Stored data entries
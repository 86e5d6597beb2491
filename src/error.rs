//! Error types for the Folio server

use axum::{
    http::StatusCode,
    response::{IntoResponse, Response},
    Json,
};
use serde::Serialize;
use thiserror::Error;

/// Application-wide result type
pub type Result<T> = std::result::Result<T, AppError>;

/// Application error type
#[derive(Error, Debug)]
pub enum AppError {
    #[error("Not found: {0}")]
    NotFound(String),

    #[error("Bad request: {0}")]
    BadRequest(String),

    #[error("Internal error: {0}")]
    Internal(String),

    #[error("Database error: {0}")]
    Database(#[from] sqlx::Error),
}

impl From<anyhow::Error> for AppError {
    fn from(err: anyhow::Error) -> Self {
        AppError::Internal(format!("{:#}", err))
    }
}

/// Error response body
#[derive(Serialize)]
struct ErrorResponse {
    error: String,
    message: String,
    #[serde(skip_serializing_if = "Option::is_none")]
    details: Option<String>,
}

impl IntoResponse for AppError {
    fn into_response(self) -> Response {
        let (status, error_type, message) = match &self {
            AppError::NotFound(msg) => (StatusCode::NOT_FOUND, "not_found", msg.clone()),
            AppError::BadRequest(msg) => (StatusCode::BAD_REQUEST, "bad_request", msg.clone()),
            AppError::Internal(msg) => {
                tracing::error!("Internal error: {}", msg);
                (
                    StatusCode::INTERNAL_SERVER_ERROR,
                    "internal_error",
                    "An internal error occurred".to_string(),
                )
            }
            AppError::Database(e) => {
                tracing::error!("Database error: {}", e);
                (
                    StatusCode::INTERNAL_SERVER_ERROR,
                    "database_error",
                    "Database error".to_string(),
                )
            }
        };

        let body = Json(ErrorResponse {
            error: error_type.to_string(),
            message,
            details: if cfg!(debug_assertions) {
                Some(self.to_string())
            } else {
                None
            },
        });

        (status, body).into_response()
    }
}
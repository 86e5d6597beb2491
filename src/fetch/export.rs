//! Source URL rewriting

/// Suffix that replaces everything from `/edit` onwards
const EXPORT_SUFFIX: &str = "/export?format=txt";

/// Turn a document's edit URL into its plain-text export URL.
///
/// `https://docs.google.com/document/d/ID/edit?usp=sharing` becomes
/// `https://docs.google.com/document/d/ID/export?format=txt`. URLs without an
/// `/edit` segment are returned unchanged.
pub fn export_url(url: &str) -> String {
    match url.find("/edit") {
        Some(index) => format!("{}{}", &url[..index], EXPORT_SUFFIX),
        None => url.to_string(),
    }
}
* * *
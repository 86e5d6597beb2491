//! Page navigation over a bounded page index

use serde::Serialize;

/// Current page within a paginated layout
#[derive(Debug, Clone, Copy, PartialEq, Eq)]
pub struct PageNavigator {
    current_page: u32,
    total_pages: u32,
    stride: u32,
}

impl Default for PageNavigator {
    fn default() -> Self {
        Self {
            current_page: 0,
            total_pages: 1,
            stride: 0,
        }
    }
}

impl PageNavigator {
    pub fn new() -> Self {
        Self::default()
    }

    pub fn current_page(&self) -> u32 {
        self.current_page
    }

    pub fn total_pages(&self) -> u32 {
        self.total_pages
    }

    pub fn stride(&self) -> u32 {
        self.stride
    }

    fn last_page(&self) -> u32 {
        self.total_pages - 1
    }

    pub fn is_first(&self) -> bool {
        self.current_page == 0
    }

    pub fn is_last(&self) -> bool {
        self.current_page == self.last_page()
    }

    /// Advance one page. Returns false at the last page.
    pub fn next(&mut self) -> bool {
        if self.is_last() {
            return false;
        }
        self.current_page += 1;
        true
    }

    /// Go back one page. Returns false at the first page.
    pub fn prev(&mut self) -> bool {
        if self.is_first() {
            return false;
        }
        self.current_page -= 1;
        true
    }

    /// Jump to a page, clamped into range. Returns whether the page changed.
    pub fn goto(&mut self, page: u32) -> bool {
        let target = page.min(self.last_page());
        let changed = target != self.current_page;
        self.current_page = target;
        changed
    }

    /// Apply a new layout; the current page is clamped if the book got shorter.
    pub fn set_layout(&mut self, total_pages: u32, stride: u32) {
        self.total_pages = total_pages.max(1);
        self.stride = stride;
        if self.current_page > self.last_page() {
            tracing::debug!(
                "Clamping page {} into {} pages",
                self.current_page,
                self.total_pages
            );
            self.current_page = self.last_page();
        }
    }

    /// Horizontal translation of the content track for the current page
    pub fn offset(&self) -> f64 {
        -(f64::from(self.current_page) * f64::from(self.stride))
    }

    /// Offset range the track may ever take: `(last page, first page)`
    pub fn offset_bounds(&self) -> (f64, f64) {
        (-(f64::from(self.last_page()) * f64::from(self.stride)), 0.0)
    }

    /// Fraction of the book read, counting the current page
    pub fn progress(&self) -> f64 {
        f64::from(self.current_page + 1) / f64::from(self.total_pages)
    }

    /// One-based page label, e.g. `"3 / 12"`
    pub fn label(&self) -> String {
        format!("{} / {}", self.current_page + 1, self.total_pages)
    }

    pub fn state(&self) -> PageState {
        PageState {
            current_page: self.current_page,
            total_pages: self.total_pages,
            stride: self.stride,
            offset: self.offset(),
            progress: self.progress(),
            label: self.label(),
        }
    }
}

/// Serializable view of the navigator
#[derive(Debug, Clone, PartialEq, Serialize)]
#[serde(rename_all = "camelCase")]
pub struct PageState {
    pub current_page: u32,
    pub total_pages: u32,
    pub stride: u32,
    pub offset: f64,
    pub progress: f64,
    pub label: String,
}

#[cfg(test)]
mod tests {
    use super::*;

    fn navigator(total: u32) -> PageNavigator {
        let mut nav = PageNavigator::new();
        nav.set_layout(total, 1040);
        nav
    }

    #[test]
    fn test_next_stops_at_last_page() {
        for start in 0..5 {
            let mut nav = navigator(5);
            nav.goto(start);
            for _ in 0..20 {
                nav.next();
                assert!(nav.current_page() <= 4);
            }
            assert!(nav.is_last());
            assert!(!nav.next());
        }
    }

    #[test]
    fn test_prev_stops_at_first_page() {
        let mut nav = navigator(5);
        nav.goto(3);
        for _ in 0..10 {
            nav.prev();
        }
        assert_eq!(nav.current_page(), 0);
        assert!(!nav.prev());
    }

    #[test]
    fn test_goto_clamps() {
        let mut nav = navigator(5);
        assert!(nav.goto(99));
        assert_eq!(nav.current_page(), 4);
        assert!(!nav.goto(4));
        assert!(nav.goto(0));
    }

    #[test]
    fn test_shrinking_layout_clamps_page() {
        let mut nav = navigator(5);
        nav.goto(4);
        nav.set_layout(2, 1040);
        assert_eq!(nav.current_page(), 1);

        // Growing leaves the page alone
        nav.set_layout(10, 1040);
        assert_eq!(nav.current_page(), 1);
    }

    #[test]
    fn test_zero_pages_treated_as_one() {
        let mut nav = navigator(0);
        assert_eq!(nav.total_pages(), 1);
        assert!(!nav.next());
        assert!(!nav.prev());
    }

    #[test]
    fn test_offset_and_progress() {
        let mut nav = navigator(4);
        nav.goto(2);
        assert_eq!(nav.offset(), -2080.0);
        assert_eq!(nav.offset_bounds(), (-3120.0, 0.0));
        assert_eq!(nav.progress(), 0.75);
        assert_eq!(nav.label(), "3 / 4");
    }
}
--
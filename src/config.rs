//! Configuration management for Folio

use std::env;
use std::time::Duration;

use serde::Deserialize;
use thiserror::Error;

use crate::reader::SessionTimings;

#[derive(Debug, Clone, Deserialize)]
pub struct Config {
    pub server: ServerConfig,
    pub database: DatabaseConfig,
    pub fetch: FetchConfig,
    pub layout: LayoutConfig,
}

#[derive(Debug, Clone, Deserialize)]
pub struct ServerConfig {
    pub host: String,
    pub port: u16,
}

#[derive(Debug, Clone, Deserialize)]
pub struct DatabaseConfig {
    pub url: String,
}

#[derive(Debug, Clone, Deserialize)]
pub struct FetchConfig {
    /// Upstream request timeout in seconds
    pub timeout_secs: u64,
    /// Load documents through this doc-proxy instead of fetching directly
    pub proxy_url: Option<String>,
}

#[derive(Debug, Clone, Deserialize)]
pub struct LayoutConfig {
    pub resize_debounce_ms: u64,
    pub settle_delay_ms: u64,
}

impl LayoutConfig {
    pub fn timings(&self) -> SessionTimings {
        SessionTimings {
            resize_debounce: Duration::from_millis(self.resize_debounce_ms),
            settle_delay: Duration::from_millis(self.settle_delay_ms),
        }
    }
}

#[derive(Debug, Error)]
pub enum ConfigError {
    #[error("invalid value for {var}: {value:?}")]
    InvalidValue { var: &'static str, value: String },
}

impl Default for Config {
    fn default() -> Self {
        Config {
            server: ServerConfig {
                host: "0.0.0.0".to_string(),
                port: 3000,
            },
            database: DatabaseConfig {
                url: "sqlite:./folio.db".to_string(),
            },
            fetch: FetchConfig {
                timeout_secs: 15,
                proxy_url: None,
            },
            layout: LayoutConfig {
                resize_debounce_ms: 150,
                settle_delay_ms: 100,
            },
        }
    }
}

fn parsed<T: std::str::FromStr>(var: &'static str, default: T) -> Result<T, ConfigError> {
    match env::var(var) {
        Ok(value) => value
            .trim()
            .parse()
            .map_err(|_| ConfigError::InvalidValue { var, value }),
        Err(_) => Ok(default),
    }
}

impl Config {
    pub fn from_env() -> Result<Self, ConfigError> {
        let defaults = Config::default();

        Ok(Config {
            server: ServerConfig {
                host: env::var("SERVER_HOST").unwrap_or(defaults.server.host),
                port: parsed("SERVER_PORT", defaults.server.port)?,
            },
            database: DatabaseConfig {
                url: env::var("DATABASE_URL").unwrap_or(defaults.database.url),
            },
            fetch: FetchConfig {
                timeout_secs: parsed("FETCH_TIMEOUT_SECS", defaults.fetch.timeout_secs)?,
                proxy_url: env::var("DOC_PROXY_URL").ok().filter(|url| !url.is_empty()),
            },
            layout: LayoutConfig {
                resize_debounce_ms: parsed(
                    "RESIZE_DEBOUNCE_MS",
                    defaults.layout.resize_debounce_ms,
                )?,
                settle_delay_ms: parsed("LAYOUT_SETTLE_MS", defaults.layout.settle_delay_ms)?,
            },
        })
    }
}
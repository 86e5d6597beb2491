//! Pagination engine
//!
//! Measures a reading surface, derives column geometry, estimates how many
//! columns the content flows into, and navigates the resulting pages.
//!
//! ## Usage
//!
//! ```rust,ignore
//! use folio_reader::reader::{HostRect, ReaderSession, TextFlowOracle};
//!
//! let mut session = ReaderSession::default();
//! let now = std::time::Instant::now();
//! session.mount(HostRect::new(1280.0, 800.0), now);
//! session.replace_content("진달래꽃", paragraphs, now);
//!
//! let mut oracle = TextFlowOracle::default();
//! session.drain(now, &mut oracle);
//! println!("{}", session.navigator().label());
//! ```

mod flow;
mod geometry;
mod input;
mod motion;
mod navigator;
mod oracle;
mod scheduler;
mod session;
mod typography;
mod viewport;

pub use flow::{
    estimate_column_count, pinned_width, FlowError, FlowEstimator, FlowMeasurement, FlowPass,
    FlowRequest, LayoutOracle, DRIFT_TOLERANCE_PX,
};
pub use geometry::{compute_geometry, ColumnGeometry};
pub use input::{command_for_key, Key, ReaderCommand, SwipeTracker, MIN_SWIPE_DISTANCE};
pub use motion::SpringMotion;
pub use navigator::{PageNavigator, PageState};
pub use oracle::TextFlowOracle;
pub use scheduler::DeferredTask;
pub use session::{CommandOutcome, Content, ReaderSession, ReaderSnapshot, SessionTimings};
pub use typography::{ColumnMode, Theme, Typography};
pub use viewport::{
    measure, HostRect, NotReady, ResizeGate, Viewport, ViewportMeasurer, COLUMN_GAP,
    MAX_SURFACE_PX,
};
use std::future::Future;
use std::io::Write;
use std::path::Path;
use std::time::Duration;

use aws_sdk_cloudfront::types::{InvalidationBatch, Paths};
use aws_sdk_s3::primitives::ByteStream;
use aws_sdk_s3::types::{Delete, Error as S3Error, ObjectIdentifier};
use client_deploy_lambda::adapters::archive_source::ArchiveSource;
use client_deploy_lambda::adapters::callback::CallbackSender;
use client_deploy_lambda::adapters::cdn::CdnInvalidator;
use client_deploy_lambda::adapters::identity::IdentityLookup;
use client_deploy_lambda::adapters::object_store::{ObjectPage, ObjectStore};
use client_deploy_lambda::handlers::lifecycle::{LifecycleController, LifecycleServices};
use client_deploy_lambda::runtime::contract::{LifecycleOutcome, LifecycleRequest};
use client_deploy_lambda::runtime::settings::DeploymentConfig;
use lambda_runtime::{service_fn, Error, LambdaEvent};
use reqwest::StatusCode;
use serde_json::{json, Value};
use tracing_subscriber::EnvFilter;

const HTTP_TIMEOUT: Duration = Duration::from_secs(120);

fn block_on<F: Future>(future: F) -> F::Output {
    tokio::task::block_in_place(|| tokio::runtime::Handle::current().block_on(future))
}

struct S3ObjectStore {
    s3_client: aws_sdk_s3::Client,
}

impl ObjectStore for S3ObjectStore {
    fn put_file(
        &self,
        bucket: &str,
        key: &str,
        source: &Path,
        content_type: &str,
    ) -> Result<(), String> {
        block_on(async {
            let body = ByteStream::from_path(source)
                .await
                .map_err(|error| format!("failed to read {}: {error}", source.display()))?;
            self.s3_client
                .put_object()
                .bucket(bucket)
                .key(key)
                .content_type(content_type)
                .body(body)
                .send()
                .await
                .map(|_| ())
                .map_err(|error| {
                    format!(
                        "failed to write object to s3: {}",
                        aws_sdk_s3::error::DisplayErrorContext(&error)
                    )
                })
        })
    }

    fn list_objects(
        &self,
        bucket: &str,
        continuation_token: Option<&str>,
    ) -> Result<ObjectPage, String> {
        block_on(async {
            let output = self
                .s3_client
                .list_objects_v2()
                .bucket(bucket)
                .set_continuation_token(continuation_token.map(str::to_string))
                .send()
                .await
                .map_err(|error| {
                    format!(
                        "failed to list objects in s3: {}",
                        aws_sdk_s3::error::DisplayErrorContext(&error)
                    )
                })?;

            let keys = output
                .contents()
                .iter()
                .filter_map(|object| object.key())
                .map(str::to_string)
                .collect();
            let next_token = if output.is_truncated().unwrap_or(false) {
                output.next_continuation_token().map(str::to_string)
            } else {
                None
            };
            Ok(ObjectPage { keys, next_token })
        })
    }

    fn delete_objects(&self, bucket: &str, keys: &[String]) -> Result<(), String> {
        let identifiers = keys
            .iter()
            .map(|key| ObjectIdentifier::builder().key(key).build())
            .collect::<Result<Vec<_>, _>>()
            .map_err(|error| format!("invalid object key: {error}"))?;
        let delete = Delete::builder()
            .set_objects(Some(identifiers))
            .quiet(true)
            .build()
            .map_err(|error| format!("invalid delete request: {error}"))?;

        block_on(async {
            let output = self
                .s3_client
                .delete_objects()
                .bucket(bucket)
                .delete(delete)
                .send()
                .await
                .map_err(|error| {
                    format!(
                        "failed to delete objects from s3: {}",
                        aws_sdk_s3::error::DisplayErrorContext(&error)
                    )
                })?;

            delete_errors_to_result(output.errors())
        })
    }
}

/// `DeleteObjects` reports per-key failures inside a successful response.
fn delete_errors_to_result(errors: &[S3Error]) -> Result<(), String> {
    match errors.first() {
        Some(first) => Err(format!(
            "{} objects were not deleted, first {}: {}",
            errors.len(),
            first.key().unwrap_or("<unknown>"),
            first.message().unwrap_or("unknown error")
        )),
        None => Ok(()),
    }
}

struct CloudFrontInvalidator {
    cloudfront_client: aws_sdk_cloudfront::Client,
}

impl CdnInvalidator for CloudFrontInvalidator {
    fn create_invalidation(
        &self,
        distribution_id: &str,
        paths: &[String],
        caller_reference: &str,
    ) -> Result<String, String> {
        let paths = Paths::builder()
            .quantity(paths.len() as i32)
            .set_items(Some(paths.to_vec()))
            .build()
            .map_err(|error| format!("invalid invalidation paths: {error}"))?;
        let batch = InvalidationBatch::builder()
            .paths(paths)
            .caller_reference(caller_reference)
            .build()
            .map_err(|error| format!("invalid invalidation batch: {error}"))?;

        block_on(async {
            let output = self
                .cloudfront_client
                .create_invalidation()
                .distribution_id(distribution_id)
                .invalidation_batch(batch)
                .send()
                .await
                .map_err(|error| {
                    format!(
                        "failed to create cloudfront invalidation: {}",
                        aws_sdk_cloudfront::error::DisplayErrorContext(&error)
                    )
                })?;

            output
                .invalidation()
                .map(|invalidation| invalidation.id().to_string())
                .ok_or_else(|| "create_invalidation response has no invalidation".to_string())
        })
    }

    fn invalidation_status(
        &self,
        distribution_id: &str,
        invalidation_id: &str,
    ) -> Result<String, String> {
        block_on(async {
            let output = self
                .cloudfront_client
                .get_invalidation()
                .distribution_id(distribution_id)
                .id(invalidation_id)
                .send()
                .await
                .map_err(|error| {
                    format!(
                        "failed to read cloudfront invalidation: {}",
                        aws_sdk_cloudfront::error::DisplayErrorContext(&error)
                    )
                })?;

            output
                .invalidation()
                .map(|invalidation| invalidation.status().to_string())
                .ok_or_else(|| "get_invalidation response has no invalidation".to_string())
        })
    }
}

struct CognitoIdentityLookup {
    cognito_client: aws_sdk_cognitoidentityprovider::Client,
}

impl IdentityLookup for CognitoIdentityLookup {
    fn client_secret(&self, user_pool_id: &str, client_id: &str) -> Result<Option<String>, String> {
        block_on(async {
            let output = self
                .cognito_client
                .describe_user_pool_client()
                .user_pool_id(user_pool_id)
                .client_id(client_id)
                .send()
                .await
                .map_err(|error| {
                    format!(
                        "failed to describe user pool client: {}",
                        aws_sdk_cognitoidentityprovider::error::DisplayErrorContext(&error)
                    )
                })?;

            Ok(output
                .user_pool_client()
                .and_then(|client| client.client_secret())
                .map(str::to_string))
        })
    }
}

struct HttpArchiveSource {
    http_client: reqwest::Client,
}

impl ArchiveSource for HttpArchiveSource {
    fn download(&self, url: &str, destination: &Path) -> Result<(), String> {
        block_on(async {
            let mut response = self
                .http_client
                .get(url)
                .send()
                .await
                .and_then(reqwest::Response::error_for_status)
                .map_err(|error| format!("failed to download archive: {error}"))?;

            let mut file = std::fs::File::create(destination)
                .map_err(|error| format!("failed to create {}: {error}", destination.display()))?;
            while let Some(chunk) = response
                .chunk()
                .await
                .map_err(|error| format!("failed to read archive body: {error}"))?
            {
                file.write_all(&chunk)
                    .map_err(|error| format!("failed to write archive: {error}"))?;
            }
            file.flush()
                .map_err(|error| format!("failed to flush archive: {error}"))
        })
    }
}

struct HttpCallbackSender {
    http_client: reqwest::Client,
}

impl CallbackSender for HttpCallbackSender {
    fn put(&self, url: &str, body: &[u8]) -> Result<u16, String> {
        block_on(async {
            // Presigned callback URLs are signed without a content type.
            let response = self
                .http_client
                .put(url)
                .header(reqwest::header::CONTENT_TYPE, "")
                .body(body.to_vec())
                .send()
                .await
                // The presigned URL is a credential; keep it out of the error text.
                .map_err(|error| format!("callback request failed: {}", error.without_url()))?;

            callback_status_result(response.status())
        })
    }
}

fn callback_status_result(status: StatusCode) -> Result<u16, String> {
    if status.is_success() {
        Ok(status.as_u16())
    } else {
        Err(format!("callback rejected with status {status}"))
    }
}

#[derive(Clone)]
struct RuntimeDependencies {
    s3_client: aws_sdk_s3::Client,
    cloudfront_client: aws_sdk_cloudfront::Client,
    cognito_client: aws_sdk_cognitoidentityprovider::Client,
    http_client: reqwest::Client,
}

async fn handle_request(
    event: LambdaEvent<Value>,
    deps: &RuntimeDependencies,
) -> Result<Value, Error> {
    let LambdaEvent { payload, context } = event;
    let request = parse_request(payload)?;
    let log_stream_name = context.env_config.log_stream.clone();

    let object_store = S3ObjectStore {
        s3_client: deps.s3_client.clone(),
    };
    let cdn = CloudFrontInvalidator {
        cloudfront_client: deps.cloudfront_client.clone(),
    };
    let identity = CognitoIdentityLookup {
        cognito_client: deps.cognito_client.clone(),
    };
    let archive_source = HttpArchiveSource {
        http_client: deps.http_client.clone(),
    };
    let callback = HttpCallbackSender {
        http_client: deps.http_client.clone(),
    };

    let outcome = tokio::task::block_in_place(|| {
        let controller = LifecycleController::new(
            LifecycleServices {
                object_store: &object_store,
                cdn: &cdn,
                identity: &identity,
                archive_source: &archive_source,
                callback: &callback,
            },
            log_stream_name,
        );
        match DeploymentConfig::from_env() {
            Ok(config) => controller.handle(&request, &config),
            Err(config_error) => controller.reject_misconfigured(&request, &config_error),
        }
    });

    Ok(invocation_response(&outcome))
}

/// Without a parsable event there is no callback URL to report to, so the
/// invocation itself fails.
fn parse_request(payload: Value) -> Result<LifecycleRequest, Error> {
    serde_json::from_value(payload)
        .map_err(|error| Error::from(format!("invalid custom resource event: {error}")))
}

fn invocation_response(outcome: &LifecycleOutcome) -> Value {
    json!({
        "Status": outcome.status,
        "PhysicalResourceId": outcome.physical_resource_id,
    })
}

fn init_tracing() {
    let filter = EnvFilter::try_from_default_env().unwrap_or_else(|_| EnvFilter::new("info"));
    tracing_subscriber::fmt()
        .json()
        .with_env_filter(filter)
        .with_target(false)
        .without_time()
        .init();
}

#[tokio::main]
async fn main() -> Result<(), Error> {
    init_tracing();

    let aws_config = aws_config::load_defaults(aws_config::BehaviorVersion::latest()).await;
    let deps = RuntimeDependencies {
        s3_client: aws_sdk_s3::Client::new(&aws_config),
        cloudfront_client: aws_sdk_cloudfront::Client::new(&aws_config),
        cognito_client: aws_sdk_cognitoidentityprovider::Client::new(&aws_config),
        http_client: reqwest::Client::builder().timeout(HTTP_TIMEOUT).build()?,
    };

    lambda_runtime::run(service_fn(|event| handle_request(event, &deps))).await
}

> WORK ORDER: Return a copy of each line in the records above that has "PageNavigator" in it.

> SOLUTION:
pub struct PageNavigator {
impl Default for PageNavigator {
impl PageNavigator {
    fn navigator(total: u32) -> PageNavigator {
        let mut nav = PageNavigator::new();
pub use navigator::{PageNavigator, PageState};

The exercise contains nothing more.